In the example below House No. 1 in Graney has 2 families living in the one house. However only one family name - Andrew Stewart - is given. Sometimes, particularly in the barony of Tirkeeran, the names of the additional families are given. Note how difficult it is to decide on the spellings of some of the names. For example the forename Andrew is quite difficult to decipher. Have a look in the 1831 database and see what I have entered for each of the names on this page. Have a look at a copy of a further page, below, relating to the parish of Banagher in the barony of Keenaght.

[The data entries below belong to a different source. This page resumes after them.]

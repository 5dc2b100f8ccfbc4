//! Fixed-window counting on top of a counter store.

use std::time::Duration;

use tracing::debug;

use crate::error::StoreResult;
use crate::store::{ttl_secs, CounterStore, KeyTtl};

/// Count and reset time after one windowed increment.
#[derive(Debug, Clone, Copy, PartialEq, Eq)]
pub(crate) struct WindowHit {
    pub count: i64,
    pub reset_secs: u64,
}

/// Increment `key`, arming `window` only when this increment opened it.
///
/// A key found without any expiry (its opening EXPIRE was lost) is re-armed
/// so it cannot keep counting across windows.
pub(crate) async fn increment_windowed(
    store: &dyn CounterStore,
    key: &str,
    window: Duration,
) -> StoreResult<WindowHit> {
    let count = store.increment(key).await?;
    let window_secs = ttl_secs(window);

    if count == 1 {
        store.expire(key, window).await?;
        return Ok(WindowHit {
            count,
            reset_secs: window_secs,
        });
    }

    let reset_secs = match store.ttl(key).await? {
        KeyTtl::Remaining(secs) => secs,
        KeyTtl::NoExpiry => {
            debug!(key, "Counter without expiry, re-arming window");
            store.expire(key, window).await?;
            window_secs
        }
        KeyTtl::Missing => window_secs,
    };

    Ok(WindowHit { count, reset_secs })
}

/// Snapshot of a window after one hit.
#[derive(Debug, Clone, Copy, PartialEq, Eq)]
pub struct WindowState {
    /// Requests counted in the current window, including this one
    pub count: i64,
    /// Maximum requests allowed in the window
    pub limit: u64,
    /// Seconds until the window resets
    pub reset_secs: u64,
}

impl WindowState {
    /// Whether this hit is within the limit.
    pub fn within_limit(&self) -> bool {
        self.count <= self.limit as i64
    }

    /// Requests left in the window.
    pub fn remaining(&self) -> u64 {
        (self.limit as i64).saturating_sub(self.count).max(0) as u64
    }
}

/// A fixed window of `limit` requests per `window`.
#[derive(Debug, Clone, Copy, PartialEq, Eq)]
pub struct FixedWindowCounter {
    limit: u64,
    window: Duration,
}

impl FixedWindowCounter {
    /// Create a new counter.
    pub fn new(limit: u64, window: Duration) -> Self {
        Self { limit, window }
    }

    /// Get the limit for this counter.
    pub fn limit(&self) -> u64 {
        self.limit
    }

    /// Get the window length.
    pub fn window(&self) -> Duration {
        self.window
    }

    /// Record one hit on `key` and report where the window stands.
    pub async fn hit(&self, store: &dyn CounterStore, key: &str) -> StoreResult<WindowState> {
        let hit = increment_windowed(store, key, self.window).await?;

        Ok(WindowState {
            count: hit.count,
            limit: self.limit,
            reset_secs: hit.reset_secs,
        })
    }
}

#[cfg(test)]
mod tests {
    use super::*;
    use crate::store::MemoryStore;

    #[tokio::test]
    async fn test_hit_within_limit() {
        let store = MemoryStore::new();
        let counter = FixedWindowCounter::new(10, Duration::from_secs(60));

        let state = counter.hit(&store, "k").await.unwrap();
        assert!(state.within_limit());
        assert_eq!(state.count, 1);
        assert_eq!(state.remaining(), 9);
        assert_eq!(state.reset_secs, 60);
    }

    #[tokio::test]
    async fn test_hit_exceeds_limit() {
        let store = MemoryStore::new();
        let counter = FixedWindowCounter::new(5, Duration::from_secs(60));

        for _ in 0..5 {
            assert!(counter.hit(&store, "k").await.unwrap().within_limit());
        }

        let state = counter.hit(&store, "k").await.unwrap();
        assert!(!state.within_limit());
        assert_eq!(state.remaining(), 0);
    }

    #[tokio::test(start_paused = true)]
    async fn test_reset_counts_down_and_window_closes() {
        let store = MemoryStore::new();
        let counter = FixedWindowCounter::new(2, Duration::from_secs(60));

        counter.hit(&store, "k").await.unwrap();
        tokio::time::advance(Duration::from_secs(15)).await;

        let state = counter.hit(&store, "k").await.unwrap();
        assert_eq!(state.reset_secs, 45);

        tokio::time::advance(Duration::from_secs(45)).await;
        let state = counter.hit(&store, "k").await.unwrap();
        assert_eq!(state.count, 1);
        assert_eq!(state.reset_secs, 60);
    }

    #[tokio::test]
    async fn test_rearms_counter_without_expiry() {
        let store = MemoryStore::new();
        store.increment("k").await.unwrap();

        let counter = FixedWindowCounter::new(10, Duration::from_secs(60));
        let state = counter.hit(&store, "k").await.unwrap();

        assert_eq!(state.count, 2);
        assert_eq!(store.ttl("k").await.unwrap(), KeyTtl::Remaining(60));
    }

    #[tokio::test(start_paused = true)]
    async fn test_increment_windowed_arms_only_once() {
        let store = MemoryStore::new();
        increment_windowed(&store, "w", Duration::from_secs(3600))
            .await
            .unwrap();

        tokio::time::advance(Duration::from_secs(600)).await;
        let hit = increment_windowed(&store, "w", Duration::from_secs(3600))
            .await
            .unwrap();

        assert_eq!(hit.count, 2);
        assert_eq!(hit.reset_secs, 3000);
        assert_eq!(store.ttl("w").await.unwrap(), KeyTtl::Remaining(3000));
    }
}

Below is a another copy of part of a page [two of the religion columns are missing] from the jpg. below. It shows the name of the head of each household in part of the townland of Rallagh [spelt Ballagh in the returns] in the parish of Banagher, Barony of Keenaght. Note that the handwriting here is much clearer. Note also that there is one uninhabited house with no name given. The practice of how uninhabited houses were recorded in these returns is not consistent across the county. Here, in the northwest, the name of the person owning the house is rarely given. However, in the eastern part of the county in the baronies of Coleraine and Loughinsholin the name of the person is usually given and it is very often the person whose household is enumerated immediately above the uninhabited house in the list. So it may be that this uninhabited house in Rallagh belonged to Arthur McClelland but we cannot be sure. Note that first names are often abbreviated in the returns. In my earlier databases I tended to the full spelling of a forename. In the present database I have tried to use the exact spelling of forenames e.g. Andw. rather than Andrew. Note, however, that some enumerators used full spellings - as was the case in House No. 1 in the townland of Graney.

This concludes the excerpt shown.